* Work instructions
Give the data again in its entirety, exactly as provided.

* Excerpted records
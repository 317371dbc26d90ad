//! Dictionary matching, rotation helpers and reading of rectified markers.

use crate::Dictionary;
use sinemtf_core::FloatImage;

/// A dictionary match for an observed marker code.
#[derive(Clone, Copy, Debug, PartialEq, Eq)]
pub struct Match {
    /// Marker id in the dictionary.
    pub id: u32,
    /// Rotation `0..=3` such that: `observed_code == rotate(dict_code, rotation)`.
    pub rotation: u8,
    /// Hamming distance between observed and dictionary code (after rotation).
    pub hamming: u8,
}

/// Brute-force matcher over all ids and rotations.
#[derive(Clone, Debug)]
pub struct Matcher {
    dict: Dictionary,
    max_hamming: u8,
    rotated: Vec<[u64; 4]>,
}

impl Matcher {
    /// Returns `None` for dictionaries with more than 64 data bits.
    pub fn new(dict: Dictionary, max_hamming: u8) -> Option<Self> {
        if !dict.fits_u64() {
            return None;
        }
        let n = dict.marker_size;
        let rotated = dict
            .codes
            .iter()
            .map(|&base| {
                [
                    rotate_code_u64(base, n, 0),
                    rotate_code_u64(base, n, 1),
                    rotate_code_u64(base, n, 2),
                    rotate_code_u64(base, n, 3),
                ]
            })
            .collect();
        Some(Self {
            dict,
            max_hamming,
            rotated,
        })
    }

    #[inline]
    pub fn dictionary(&self) -> &Dictionary {
        &self.dict
    }

    /// Best match within `max_hamming`; the first exact hit wins.
    pub fn match_code(&self, observed: u64) -> Option<Match> {
        let mut best: Option<Match> = None;
        for (id, rots) in self.rotated.iter().enumerate() {
            for (rot, &cand) in rots.iter().enumerate() {
                let h = (observed ^ cand).count_ones() as u8;
                if h > self.max_hamming {
                    continue;
                }
                let m = Match {
                    id: id as u32,
                    rotation: rot as u8,
                    hamming: h,
                };
                if h == 0 {
                    return Some(m);
                }
                if best.is_none_or(|prev| h < prev.hamming) {
                    best = Some(m);
                }
            }
        }
        best
    }

    /// Read and match a marker from an image whose borders are the marker's outer edges.
    pub fn decode_rectified(&self, image: &FloatImage) -> Option<Match> {
        let code = read_marker_code(image, &self.dict)?;
        self.match_code(code)
    }
}

/// Rotate a code stored in row-major bits: `idx = y * N + x`.
pub fn rotate_code_u64(code: u64, n: usize, rot: u8) -> u64 {
    let rot = rot & 3;
    if rot == 0 {
        return code;
    }

    #[inline]
    fn get(code: u64, idx: usize) -> u64 {
        (code >> idx) & 1
    }

    let mut out = 0u64;
    for y in 0..n {
        for x in 0..n {
            let (sx, sy) = match rot {
                1 => (y, n - 1 - x),
                2 => (n - 1 - x, n - 1 - y),
                _ => (n - 1 - y, x),
            };
            out |= get(code, sy * n + sx) << (y * n + x);
        }
    }
    out
}

/// Sample module centers of a rectified marker and pack its data bits.
///
/// The threshold is the midpoint of the darkest and brightest module. Returns
/// `None` when the image is too small, has no contrast, or the frame is not
/// dark all around.
pub fn read_marker_code(image: &FloatImage, dict: &Dictionary) -> Option<u64> {
    let n = dict.modules_per_side();
    if image.width < n || image.height < n || !dict.fits_u64() {
        return None;
    }
    let cell_w = image.width as f64 / n as f64;
    let cell_h = image.height as f64 / n as f64;
    let mut values = Vec::with_capacity(n * n);
    for my in 0..n {
        for mx in 0..n {
            let px = (((mx as f64 + 0.5) * cell_w) as usize).min(image.width - 1);
            let py = (((my as f64 + 0.5) * cell_h) as usize).min(image.height - 1);
            values.push(image.get(px, py));
        }
    }
    let lo = values.iter().copied().fold(f32::INFINITY, f32::min);
    let hi = values.iter().copied().fold(f32::NEG_INFINITY, f32::max);
    if !(hi - lo > 0.1) {
        return None;
    }
    let thr = 0.5 * (lo + hi);

    let b = dict.border_bits;
    let mut code = 0u64;
    for my in 0..n {
        for mx in 0..n {
            let white = values[my * n + mx] > thr;
            let in_frame = mx < b || my < b || mx >= n - b || my >= n - b;
            if in_frame {
                if white {
                    return None;
                }
            } else if white {
                code |= 1 << ((my - b) * dict.marker_size + (mx - b));
            }
        }
    }
    Some(code)
}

* Response below
repository 317371dbc26d90ad
//! Dictionary matching, rotation helpers and reading of rectified markers.

use crate::Dictionary;
use sinemtf_core::FloatImage;

/// A dictionary match for an observed marker code.
#[derive(Clone, Copy, Debug, PartialEq, Eq)]
pub struct Match {
    /// Marker id in the dictionary.
    pub id: u32,
    /// Rotation `0..=3` such that: `observed_code == rotate(dict_code, rotation)`.
    pub rotation: u8,
    /// Hamming distance between observed and dictionary code (after rotation).
    pub hamming: u8,
}

/// Brute-force matcher over all ids and rotations.
#[derive(Clone, Debug)]
pub struct Matcher {
    dict: Dictionary,
    max_hamming: u8,
    rotated: Vec<[u64; 4]>,
}

impl Matcher {
    /// Returns `None` for dictionaries with more than 64 data bits.
    pub fn new(dict: Dictionary, max_hamming: u8) -> Option<Self> {
        if !dict.fits_u64() {
            return None;
        }
        let n = dict.marker_size;
        let rotated = dict
            .codes
            .iter()
            .map(|&base| {
                [
                    rotate_code_u64(base, n, 0),
                    rotate_code_u64(base, n, 1),
                    rotate_code_u64(base, n, 2),
                    rotate_code_u64(base, n, 3),
                ]
            })
            .collect();
        Some(Self {
            dict,
            max_hamming,
            rotated,
        })
    }

    #[inline]
    pub fn dictionary(&self) -> &Dictionary {
        &self.dict
    }

    /// Best match within `max_hamming`; the first exact hit wins.
    pub fn match_code(&self, observed: u64) -> Option<Match> {
        let mut best: Option<Match> = None;
        for (id, rots) in self.rotated.iter().enumerate() {
            for (rot, &cand) in rots.iter().enumerate() {
                let h = (observed ^ cand).count_ones() as u8;
                if h > self.max_hamming {
                    continue;
                }
                let m = Match {
                    id: id as u32,
                    rotation: rot as u8,
                    hamming: h,
                };
                if h == 0 {
                    return Some(m);
                }
                if best.is_none_or(|prev| h < prev.hamming) {
                    best = Some(m);
                }
            }
        }
        best
    }

    /// Read and match a marker from an image whose borders are the marker's outer edges.
    pub fn decode_rectified(&self, image: &FloatImage) -> Option<Match> {
        let code = read_marker_code(image, &self.dict)?;
        self.match_code(code)
    }
}

/// Rotate a code stored in row-major bits: `idx = y * N + x`.
pub fn rotate_code_u64(code: u64, n: usize, rot: u8) -> u64 {
    let rot = rot & 3;
    if rot == 0 {
        return code;
    }

    #[inline]
    fn get(code: u64, idx: usize) -> u64 {
        (code >> idx) & 1
    }

    let mut out = 0u64;
    for y in 0..n {
        for x in 0..n {
            let (sx, sy) = match rot {
                1 => (y, n - 1 - x),
                2 => (n - 1 - x, n - 1 - y),
                _ => (n - 1 - y, x),
            };
            out |= get(code, sy * n + sx) << (y * n + x);
        }
    }
    out
}

/// Sample module centers of a rectified marker and pack its data bits.
///
/// The threshold is the midpoint of the darkest and brightest module. Returns
/// `None` when the image is too small, has no contrast, or the frame is not
/// dark all around.
pub fn read_marker_code(image: &FloatImage, dict: &Dictionary) -> Option<u64> {
    let n = dict.modules_per_side();
    if image.width < n || image.height < n || !dict.fits_u64() {
        return None;
    }
    let cell_w = image.width as f64 / n as f64;
    let cell_h = image.height as f64 / n as f64;
    let mut values = Vec::with_capacity(n * n);
    for my in 0..n {
        for mx in 0..n {
            let px = (((mx as f64 + 0.5) * cell_w) as usize).min(image.width - 1);
            let py = (((my as f64 + 0.5) * cell_h) as usize).min(image.height - 1);
            values.push(image.get(px, py));
        }
    }
    let lo = values.iter().copied().fold(f32::INFINITY, f32::min);
    let hi = values.iter().copied().fold(f32::NEG_INFINITY, f32::max);
    if !(hi - lo > 0.1) {
        return None;
    }
    let thr = 0.5 * (lo + hi);

    let b = dict.border_bits;
    let mut code = 0u64;
    for my in 0..n {
        for mx in 0..n {
            let white = values[my * n + mx] > thr;
            let in_frame = mx < b || my < b || mx >= n - b || my >= n - b;
            if in_frame {
                if white {
                    return None;
                }
            } else if white {
                code |= 1 << ((my - b) * dict.marker_size + (mx - b));
            }
        }
    }
    Some(code)
}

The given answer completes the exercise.